# Old house, Melton, March 2008



## Goldie87 (Mar 15, 2008)

Was in the area the other night with Mr Sam and Kezza so we popped into this place. It turned out to be really weird. Its near the centre of town, one side of the street is all houses, the other is an old hospital and further up an area overgrown with trees where this house sits. The thing that strikes you about this place is how dated everything is, like its stuck in the 40's or 50's. The living rooms have dated wallpaper, fireplaces, and bakelite electrical sockets and light fittings. The kitchen had two old cookers and a copper for washing clothes in the corner. I wish i had taken pics of everything now, and we never even went upstairs. 






Kitchen





Cooking range





Dining room (I think)





Bakelite socket


----------



## Foxylady (Mar 15, 2008)

Wow, that's a real time warp.

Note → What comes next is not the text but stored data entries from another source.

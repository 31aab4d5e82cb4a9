//! Rendering of compiled schemas as TypeScript type expressions.

use super::types::{type_ident, FieldSchema, PrimitiveKind, RefTarget};
use super::zod::{js_string, property_key};

/// Render a schema as a TypeScript type, e.g. `ILeadSerializer[]`.
pub fn ts_type(schema: &FieldSchema) -> String {
    match schema {
        FieldSchema::Primitive {
            primitive,
            constraints,
        } => match primitive {
            PrimitiveKind::String if !constraints.literals.is_empty() => constraints
                .literals
                .iter()
                .map(|v| js_string(v))
                .collect::<Vec<_>>()
                .join(" | "),
            PrimitiveKind::String => "string".to_string(),
            PrimitiveKind::Integer | PrimitiveKind::Number => "number".to_string(),
            PrimitiveKind::Boolean => "boolean".to_string(),
            PrimitiveKind::File => "File".to_string(),
        },
        FieldSchema::Reference { name, target } => {
            type_ident(name, *target).unwrap_or_else(|| "any".to_string())
        }
        FieldSchema::Array { element } => {
            let inner = ts_type(element);
            if needs_parens(element) {
                format!("({})[]", inner)
            } else {
                format!("{}[]", inner)
            }
        }
        FieldSchema::Object { fields } if fields.is_empty() => "Record<string, any>".to_string(),
        FieldSchema::Object { fields } => {
            let members: Vec<String> = fields
                .iter()
                .map(|f| {
                    format!(
                        "{}{}: {}",
                        property_key(&f.name),
                        if f.required { "" } else { "?" },
                        ts_type(&f.schema)
                    )
                })
                .collect();
            format!("{{ {} }}", members.join("; "))
        }
        FieldSchema::Union { branches } => branches.iter().map(ts_type).collect::<Vec<_>>().join(" | "),
        FieldSchema::Intersection { members } => {
            members.iter().map(ts_type).collect::<Vec<_>>().join(" & ")
        }
        FieldSchema::Nullable { inner } => format!("{} | null", ts_type(inner)),
        FieldSchema::Unknown => "any".to_string(),
    }
}

fn needs_parens(schema: &FieldSchema) -> bool {
    match schema {
        FieldSchema::Union { .. } | FieldSchema::Intersection { .. } | FieldSchema::Nullable { .. } => {
            true
        }
        FieldSchema::Primitive {
            primitive: PrimitiveKind::String,
            constraints,
        } => constraints.literals.len() > 1,
        _ => false,
    }
}

/// Every resolved reference inside a schema, in first-seen order
pub fn references(schema: &FieldSchema) -> Vec<(String, RefTarget)> {
    let mut out = Vec::new();
    let mut stack = vec![schema];
    while let Some(current) = stack.pop() {
        match current {
            FieldSchema::Reference { name, target } if *target != RefTarget::Unresolved => {
                if !out.iter().any(|(n, _)| n == name) {
                    out.push((name.clone(), *target));
                }
            }
            FieldSchema::Array { element } => stack.push(element),
            FieldSchema::Nullable { inner } => stack.push(inner),
            FieldSchema::Object { fields } => stack.extend(fields.iter().rev().map(|f| &f.schema)),
            FieldSchema::Union { branches } => stack.extend(branches.iter().rev()),
            FieldSchema::Intersection { members } => stack.extend(members.iter().rev()),
            _ => {}
        }
    }
    out
}

#[cfg(test)]
mod tests {
    use super::*;
    use crate::schema::types::{Constraints, Field};

    fn model(name: &str) -> FieldSchema {
        FieldSchema::Reference {
            name: name.into(),
            target: RefTarget::Model,
        }
    }

    #[test]
    fn test_ts_types() {
        assert_eq!(ts_type(&model("Lead")), "ILeadSerializer");
        assert_eq!(
            ts_type(&FieldSchema::Reference {
                name: "LeadStatus".into(),
                target: RefTarget::Enum
            }),
            "LeadStatus"
        );
        assert_eq!(
            ts_type(&FieldSchema::Array {
                element: Box::new(model("Lead"))
            }),
            "ILeadSerializer[]"
        );
        assert_eq!(
            ts_type(&FieldSchema::Array {
                element: Box::new(FieldSchema::nullable(FieldSchema::primitive(
                    PrimitiveKind::Integer
                )))
            }),
            "(number | null)[]"
        );
        assert_eq!(
            ts_type(&FieldSchema::Primitive {
                primitive: PrimitiveKind::String,
                constraints: Constraints {
                    literals: vec!["asc".into(), "desc".into()],
                    ..Default::default()
                }
            }),
            "'asc' | 'desc'"
        );
        assert_eq!(
            ts_type(&FieldSchema::Reference {
                name: "Ghost".into(),
                target: RefTarget::Unresolved
            }),
            "any"
        );
    }

    #[test]
    fn test_inline_object_type() {
        let object = FieldSchema::Object {
            fields: vec![Field {
                name: "page".into(),
                schema: FieldSchema::primitive(PrimitiveKind::Integer),
                required: false,
                description: None,
            }],
        };
        assert_eq!(ts_type(&object), "{ page?: number }");
    }

    #[test]
    fn test_references_are_deduplicated_in_order() {
        let schema = FieldSchema::Union {
            branches: vec![
                model("B"),
                FieldSchema::Array {
                    element: Box::new(model("A")),
                },
                model("B"),
                FieldSchema::Reference {
                    name: "Ghost".into(),
                    target: RefTarget::Unresolved,
                },
            ],
        };
        let names: Vec<String> = references(&schema).into_iter().map(|(n, _)| n).collect();
        assert_eq!(names, vec!["B".to_string(), "A".to_string()]);
    }
}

Superb range and love that corner cupboard. I once lived for a while in an old terraced house that had similar facilities in it. Not exactly mod con comfort but it had a great atmosphere and I loved it there.


----------



## Neosea (Mar 15, 2008)

That's a blast from the past


----------



## reddwarf9 (Mar 16, 2008)

How bizzare that it is still like that, I haven't seen those sockets in use anywhere in 30 years! I wonder how long its been empty, any plans to go back and do the upstairs?

Nick.


----------



## Goldie87 (Mar 16, 2008)

reddwarf9 said:


> How bizzare that it is still like that, I haven't seen those sockets in use anywhere in 30 years! I wonder how long its been empty, any plans to go back and do the upstairs?
> 
> Nick.



The electrical fittings in that house really were scary lol. Definitely going to go back at some point and look at the rest.


----------



## reddwarf9 (Mar 16, 2008)

Goldie87 said:


> The electrical fittings in that house really were scary lol. Definitely going to go back at some point and look at the rest.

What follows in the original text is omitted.